Abstract
Modern software systems (e.g., AI-enabled systems) depend on data to provide intelligent services to customers. Garbage in, garbage out: the quality of input data significantly affects the quality of the provided services. In this talk, I will share recent work in the MOOSE lab that aims to provide infrastructural support to improve the data quality for downstream tasks. This talk will discuss solutions to handle unstructured data, structured data, and data shifts. The first part of the talk will discuss a solution that converts unstructured data (e.g., software logs) into structured data; the second part of the talk will discuss a solution that automatically derives patterns from structured data and detects data anomalies; finally, the talk will discuss the challenges of dealing with data shifts.
Date
Apr 26, 2024 11:30 AM — 12:00 PM
Location
Polytechnique Montreal
2500 Chem. de Polytechnique, Montréal, QC H3T 1J4
Heng Li
Assistant Professor - Polytechnique Montreal
Heng Li is an assistant professor in the Department of Computer and Software Engineering at Polytechnique Montreal, where he leads the MOOSE lab.
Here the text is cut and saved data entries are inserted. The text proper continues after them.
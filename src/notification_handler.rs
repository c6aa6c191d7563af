use axum::{
    extract::{Path, Query, State},
    http::StatusCode,
    response::{IntoResponse, Response},
    Json,
};
use serde::Deserialize;
use serde_json::json;

use shiptrack_notify::{
    NewNotification, NotificationFilter, NotificationKind, NotificationStatus, NotifyError,
};

use crate::state::AppState;

pub async fn create(
    State(state): State<AppState>,
    Json(new): Json<NewNotification>,
) -> Response {
    match state.dispatcher.create(new).await {
        Ok(notification) => (StatusCode::CREATED, Json(notification)).into_response(),
        Err(err) => notify_error_response(err),
    }
}

#[derive(Debug, Deserialize)]
#[serde(rename_all = "camelCase")]
pub struct ListParams {
    pub user_id: String,
    #[serde(default)]
    pub status: Option<NotificationStatus>,
    #[serde(default)]
    pub kind: Option<NotificationKind>,
}

pub async fn list(State(state): State<AppState>, Query(params): Query<ListParams>) -> Response {
    let filter = NotificationFilter {
        status: params.status,
        kind: params.kind,
    };
    let notifications = state.dispatcher.list(&params.user_id, &filter).await;
    Json(notifications).into_response()
}

#[derive(Debug, Deserialize)]
#[serde(rename_all = "camelCase")]
pub struct OwnerParams {
    pub user_id: String,
}

pub async fn mark_read(
    State(state): State<AppState>,
    Path(id): Path<String>,
    Query(params): Query<OwnerParams>,
) -> Response {
    match state.dispatcher.mark_read(&id, &params.user_id).await {
        Ok(notification) => Json(notification).into_response(),
        Err(err) => notify_error_response(err),
    }
}

pub async fn archive(
    State(state): State<AppState>,
    Path(id): Path<String>,
    Query(params): Query<OwnerParams>,
) -> Response {
    match state.dispatcher.archive(&id, &params.user_id).await {
        Ok(notification) => Json(notification).into_response(),
        Err(err) => notify_error_response(err),
    }
}

fn notify_error_response(err: NotifyError) -> Response {
    let status = match err {
        NotifyError::NotFound => StatusCode::NOT_FOUND,
        NotifyError::InvalidTransition { .. } => StatusCode::CONFLICT,
        NotifyError::Store(_) => StatusCode::INTERNAL_SERVER_ERROR,
    };
    (status, Json(json!({ "error": err.to_string() }))).into_response()
}
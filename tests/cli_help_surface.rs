use std::process::Command;

use anyhow::{Context, Result};

fn run_bin(bin: &str, args: &[&str]) -> Result<String> {
    let out = Command::new(bin)
        .args(args)
        .output()
        .with_context(|| format!("run {} {:?}", bin, args))?;

    if !out.status.success() {
        anyhow::bail!(
            "{} {:?} failed (status {:?})\nstdout:\n{}\nstderr:\n{}",
            bin,
            args,
            out.status,
            String::from_utf8_lossy(&out.stdout),
            String::from_utf8_lossy(&out.stderr)
        );
    }

    Ok(String::from_utf8_lossy(&out.stdout).to_string())
}

#[test]
fn cli_help_surface_is_stable() -> Result<()> {
    let help = run_bin(env!("CARGO_BIN_EXE_resonance"), &["--help"])?;
    assert!(help.contains("Usage: resonance"));
    assert!(help.contains("search"));
    assert!(help.contains("match"));
    assert!(help.contains("--server"));

    let match_help = run_bin(env!("CARGO_BIN_EXE_resonance"), &["match", "--help"])?;
    assert!(match_help.contains("--artist"));

    Ok(())
}

#[test]
fn server_help_lists_upstream_options() -> Result<()> {
    let help = run_bin(env!("CARGO_BIN_EXE_resonance-server"), &["--help"])?;
    assert!(help.contains("--client-id"));
    assert!(help.contains("--client-secret"));
    assert!(help.contains("--accounts-url"));
    assert!(help.contains("--search-url"));
    assert!(help.contains("--addr-file"));
    assert!(!help.contains("test-secret"));

    Ok(())
}
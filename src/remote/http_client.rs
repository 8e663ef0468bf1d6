use super::*;

use std::time::Duration;

use reqwest::blocking::{RequestBuilder, Response};

/// Pause before each resend; its length bounds the number of resends.
const RESEND_BACKOFF: [Duration; 2] = [Duration::from_millis(200), Duration::from_millis(400)];

/// Failures where the proxy produced no response.
fn is_transient(err: &reqwest::Error) -> bool {
    err.is_connect() || err.is_timeout()
}

impl RemoteClient {
    /// Sends `request`, resending it while the proxy is unreachable. Any
    /// response the proxy produced, error statuses included, is returned as is.
    pub(super) fn send(&self, request: RequestBuilder, label: &str) -> Result<Response> {
        let mut backoff = RESEND_BACKOFF.iter();
        loop {
            let attempt = request
                .try_clone()
                .ok_or_else(|| anyhow::anyhow!("{} request cannot be resent", label))?;
            match attempt.send() {
                Ok(resp) => return Ok(resp),
                Err(err) if is_transient(&err) => match backoff.next() {
                    Some(delay) => {
                        tracing::debug!(error = %err, ?delay, "{} could not reach the proxy", label);
                        std::thread::sleep(*delay);
                    }
                    None => {
                        return Err(err).with_context(|| {
                            format!("{}: proxy unreachable at {}", label, self.base_url)
                        });
                    }
                },
                Err(err) => return Err(err).context(label.to_string()),
            }
        }
    }

    pub(super) fn ensure_ok(
        &self,
        resp: reqwest::blocking::Response,
        label: &str,
    ) -> Result<reqwest::blocking::Response> {
        let status = resp.status();
        if status.is_success() {
            return Ok(resp);
        }

        let msg = resp
            .json::<serde_json::Value>()
            .ok()
            .and_then(|v| v.get("error").and_then(|e| e.as_str()).map(str::to_string))
            .unwrap_or_else(|| "no error message".to_string());
        anyhow::bail!("{} failed ({}): {}", label, status, msg)
    }

    pub(super) fn url(&self, path: &str) -> String {
        format!("{}{}", self.base_url, path)
    }
}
He holds a PhD in Computing from Queen’s University. Prior to his academic career, he worked in the industry for years as a software engineer at Synopsys and as a software performance engineer at BlackBerry. His and his students’ research aims to address the practical challenges in software monitoring, software quality engineering, intelligent operations of software systems, and quality engineering of machine learning applications. The outcomes of such research have benefited the daily maintenance and operations of software and software-intensive systems in the industry and inspired follow-up research in related areas. He is a core organizer of the international Software Engineering for Machine Learning Applications (SEMLA) symposium. He is a recipient of the Discovery Grant from NSERC, John R. Evans Leaders Fund from CFI, and NSERC Alliance, among other grants. He is the secretary of the Standard Performance Evaluation Corporation (SPEC) Research Group – DevOps Performance Working Group.